“I said mama we’re all crayzee now.” SLADE.
In fairness to Mum, she never turned up to visit me unannounced. Once in a blue moon she would ask to drop by and I would spend a week cleaning up, hiding a million things, including the fact that my boyfriend was living with me. And sometimes a number of other strange people at any given time, most of them with aliases. (Pedro and Budgie? Yeah, I’m talking about you.)
I said never, it would be more correct to say once, she did. It was early evening and a group of us were hanging out, smoking and listening to music. We were expecting another couple of friends, and had not yet been busted, so were not as paranoid as we would be in the future.
There was a knock at the door. I got up and went to open it. Mum was standing there. I panicked, surely turned white, said wait a minute and slammed the door. Right in her face.
“Clean all this shit up!” I yelled at everyone “and hide”. You have never seen a bunch of stoners move so fast. I could hear loud banging on the front door. Bang, bang, bang, CRASH.
Mum, and those who knew her will surely remember this, wore a ring on every finger, on some she had two. I particularly remember a bishop’s ring on her pointer, with a stone the size of an small egg in it, and a half sovereign mounted in a setting that had the ring standing about half a cm above the finger that she wore it on. The other eight, were bits and bobs. Yes, eight, her thumbs had rings too.

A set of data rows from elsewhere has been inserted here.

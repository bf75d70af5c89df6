//! OTP code entity.

use sea_orm::entity::prelude::*;

#[derive(Clone, Debug, PartialEq, Eq, DeriveEntityModel)]
#[sea_orm(table_name = "otp_codes")]
pub struct Model {
    #[sea_orm(primary_key, auto_increment = false)]
    pub id: Uuid,
    pub user_id: Uuid,
    pub code: String,
    pub expires_at: DateTimeUtc,
    pub is_active: bool,
    pub created_at: DateTimeUtc,
    pub updated_at: DateTimeUtc,
    pub deleted_at: Option<DateTimeUtc>,
}

#[derive(Copy, Clone, Debug, EnumIter, DeriveRelation)]
pub enum Relation {}

impl ActiveModelBehavior for ActiveModel {}
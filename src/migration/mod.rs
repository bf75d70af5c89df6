//! SeaORM database migrations.

pub use sea_orm_migration::prelude::*;

mod m20260301_000001_create_users;
mod m20260301_000002_create_services;
mod m20260301_000003_create_access_tokens;
mod m20260301_000004_create_otp_codes;

pub struct Migrator;

#[async_trait::async_trait]
impl MigratorTrait for Migrator {
    fn migrations() -> Vec<Box<dyn MigrationTrait>> {
        vec![
            Box::new(m20260301_000001_create_users::Migration),
            Box::new(m20260301_000002_create_services::Migration),
            Box::new(m20260301_000003_create_access_tokens::Migration),
            Box::new(m20260301_000004_create_otp_codes::Migration),
        ]
    }
}
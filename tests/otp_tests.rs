//! Integration tests for OTP issuance and verification.

use std::sync::Arc;

use chrono::{Duration, Utc};

use acme_creds_lib::clock::{Clock, ManualClock};
use acme_creds_lib::error::AppError;
use acme_creds_lib::services::{AccountService, NewUser, OtpService};
use acme_creds_lib::store::memory::MemoryStore;
use acme_creds_lib::store::CredentialStore;

fn otp_ttl() -> Duration {
    Duration::minutes(10)
}

struct Fixture {
    store: Arc<MemoryStore>,
    clock: Arc<ManualClock>,
    otp: OtpService,
    user_id: uuid::Uuid,
}

async fn fixture() -> Fixture {
    let store = Arc::new(MemoryStore::new());
    let clock = Arc::new(ManualClock::new(Utc::now()));

    let accounts = AccountService::new(store.clone(), clock.clone());
    let user = accounts
        .register_user(NewUser {
            email: "jane.smith@example.com".to_string(),
            username: "janesmith".to_string(),
            first_name: "Jane".to_string(),
            last_name: "Smith".to_string(),
            password_hash: "hash".to_string(),
            avatar_url: None,
        })
        .await
        .unwrap();

    let otp = OtpService::new(store.clone(), clock.clone(), otp_ttl());

    Fixture {
        store,
        clock,
        otp,
        user_id: user.id,
    }
}

#[tokio::test]
async fn test_otp_round_trip_succeeds_exactly_once() {
    let fx = fixture().await;

    let issued = fx.otp.issue_otp(fx.user_id).await.unwrap();
    assert_eq!(issued.code.len(), 6);
    assert_eq!(issued.expires_at, fx.clock.now() + otp_ttl());

    fx.otp.verify_otp(fx.user_id, &issued.code).await.unwrap();

    // Single-use: the code was consumed, so there is no active code left
    let result = fx.otp.verify_otp(fx.user_id, &issued.code).await;
    assert!(matches!(result, Err(AppError::NotFound(_))));
}

#[tokio::test]
async fn test_verify_rejects_wrong_code() {
    let fx = fixture().await;

    let issued = fx.otp.issue_otp(fx.user_id).await.unwrap();
    let wrong = if issued.code == "000000" {
        "000001"
    } else {
        "000000"
    };

    let result = fx.otp.verify_otp(fx.user_id, wrong).await;
    assert!(matches!(result, Err(AppError::InvalidCode)));

    // The mismatch did not consume the real code
    fx.otp.verify_otp(fx.user_id, &issued.code).await.unwrap();
}

#[tokio::test]
async fn test_verify_rejects_expired_code() {
    let fx = fixture().await;

    let issued = fx.otp.issue_otp(fx.user_id).await.unwrap();
    fx.clock.advance(otp_ttl() + Duration::seconds(1));

    let result = fx.otp.verify_otp(fx.user_id, &issued.code).await;
    assert!(matches!(result, Err(AppError::Expired)));
}

#[tokio::test]
async fn test_verify_without_active_code_fails() {
    let fx = fixture().await;

    let result = fx.otp.verify_otp(fx.user_id, "123456").await;
    assert!(matches!(result, Err(AppError::NotFound(_))));
}

#[tokio::test]
async fn test_issue_invalidates_previous_codes() {
    let fx = fixture().await;

    let first = fx.otp.issue_otp(fx.user_id).await.unwrap();
    let second = fx.otp.issue_otp(fx.user_id).await.unwrap();

    // Only the fresh code remains active
    let active = fx.store.active_otps_for_user(fx.user_id).await.unwrap();
    assert_eq!(active.len(), 1);
    assert_eq!(active[0].id, second.id);

    if first.code != second.code {
        let result = fx.otp.verify_otp(fx.user_id, &first.code).await;
        assert!(matches!(result, Err(AppError::InvalidCode)));
    }

    fx.otp.verify_otp(fx.user_id, &second.code).await.unwrap();
}

#[tokio::test]
async fn test_issue_otp_rejects_unknown_user() {
    let fx = fixture().await;

    let result = fx.otp.issue_otp(uuid::Uuid::new_v4()).await;
    assert!(matches!(result, Err(AppError::InvalidUser(_))));
}
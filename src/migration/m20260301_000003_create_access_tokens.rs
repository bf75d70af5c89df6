//! Migration: Create access_tokens table.
//!
//! The core lifecycle entity. Status is a closed set enforced with a CHECK
//! constraint; the partial indexes back the expiry-sweep predicates.

use sea_orm_migration::prelude::*;

#[derive(DeriveMigrationName)]
pub struct Migration;

#[async_trait::async_trait]
impl MigrationTrait for Migration {
    async fn up(&self, manager: &SchemaManager) -> Result<(), DbErr> {
        manager
            .get_connection()
            .execute_unprepared(
                r#"
                CREATE TABLE access_tokens (
                    id UUID PRIMARY KEY,
                    token VARCHAR(128) NOT NULL UNIQUE,
                    name VARCHAR(255) NOT NULL,
                    user_id UUID REFERENCES users(id) ON DELETE SET NULL,
                    service_id UUID NOT NULL REFERENCES services(id),
                    status VARCHAR(10) NOT NULL DEFAULT 'active'
                        CHECK (status IN ('active', 'expired', 'revoked')),
                    notified BOOLEAN NOT NULL DEFAULT FALSE,
                    version INTEGER NOT NULL DEFAULT 1,

                    created_at TIMESTAMPTZ NOT NULL DEFAULT NOW(),
                    updated_at TIMESTAMPTZ NOT NULL DEFAULT NOW(),
                    expires_at TIMESTAMPTZ NOT NULL,
                    renewed_at TIMESTAMPTZ,

                    CHECK (expires_at > created_at)
                );

                -- Sweep phase 1: active tokens past their expiry horizon
                CREATE INDEX idx_access_tokens_active_expiry
                    ON access_tokens(expires_at)
                    WHERE status = 'active';

                -- Sweep phase 2: expired tokens awaiting notification
                CREATE INDEX idx_access_tokens_unnotified
                    ON access_tokens(expires_at)
                    WHERE status = 'expired' AND notified = FALSE;

                -- Per-user listing
                CREATE INDEX idx_access_tokens_user_id
                    ON access_tokens(user_id)
                    WHERE user_id IS NOT NULL;

                -- Trigger to update updated_at
                CREATE TRIGGER update_access_tokens_updated_at
                    BEFORE UPDATE ON access_tokens
                    FOR EACH ROW
                    EXECUTE FUNCTION update_updated_at_column();
                "#,
            )
            .await?;

        Ok(())
    }

    async fn down(&self, manager: &SchemaManager) -> Result<(), DbErr> {
        manager
            .get_connection()
            .execute_unprepared(
                r#"
                DROP TRIGGER IF EXISTS update_access_tokens_updated_at ON access_tokens;
                DROP TABLE IF EXISTS access_tokens CASCADE;
                "#,
            )
            .await?;

        Ok(())
    }
}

We had an old door with a stained-glass window in it. Mum’s thumping on the door smashed two pieces of the glass out, and she seized the moment. Putting her fist straight through the gaps, she opened the door from the inside.
She walked into the empty living room, windows open, music playing and a still warm bong in the middle of the table. My boyfriend sat on the sofa sketching on his drawing block, a picture of innocence.
Now that I am a mother myself, I can only imagine that she was as scared as me. How on earth could I have know that at the time? I told her that I was so surprised to see her, and so ashamed at how messy my flat was, that I could only think of keeping her out until I could tidy it up. She asked me what the pipe thing was, and I explained it was from the guy next door who smoked Turkish tobacco. Luckily I did not have to come up with a reason for the five people hiding in the bedroom, clutching rolling papers and album covers. She did not find them.
Mum was a fireball. The kindest person you could meet, but also (seemingly) the scariest. She stuck to her religious values so fiercely it felt like she was not able to accept things that fell outside of that zone. I know now of course that it was her way of protecting and forgiving herself from her own past; falling pregnant with me out of wedlock, being adopted and not finding out about it until she was about to marry my father, a severe nervous breakdown when she was just 25 ….

Val with her mother
For many years after the fist through the window episode I thought I had successfully gotten away with hiding my life from my mother, and that she was in a way naive. Maybe she was, I don’t know. She never asked, and I never told her.
It was those fierce religious values that gave me a foundation strong enough to save my life.
CQ of APJ
This was the same apartment that I had my first bust in, as told in my first Strange Tales. You would think I would quite simply have just not ever opened the door. But you live and learn. As we moved onto other flats, we started to have coded rings (no pun intended) and knocks. One learns.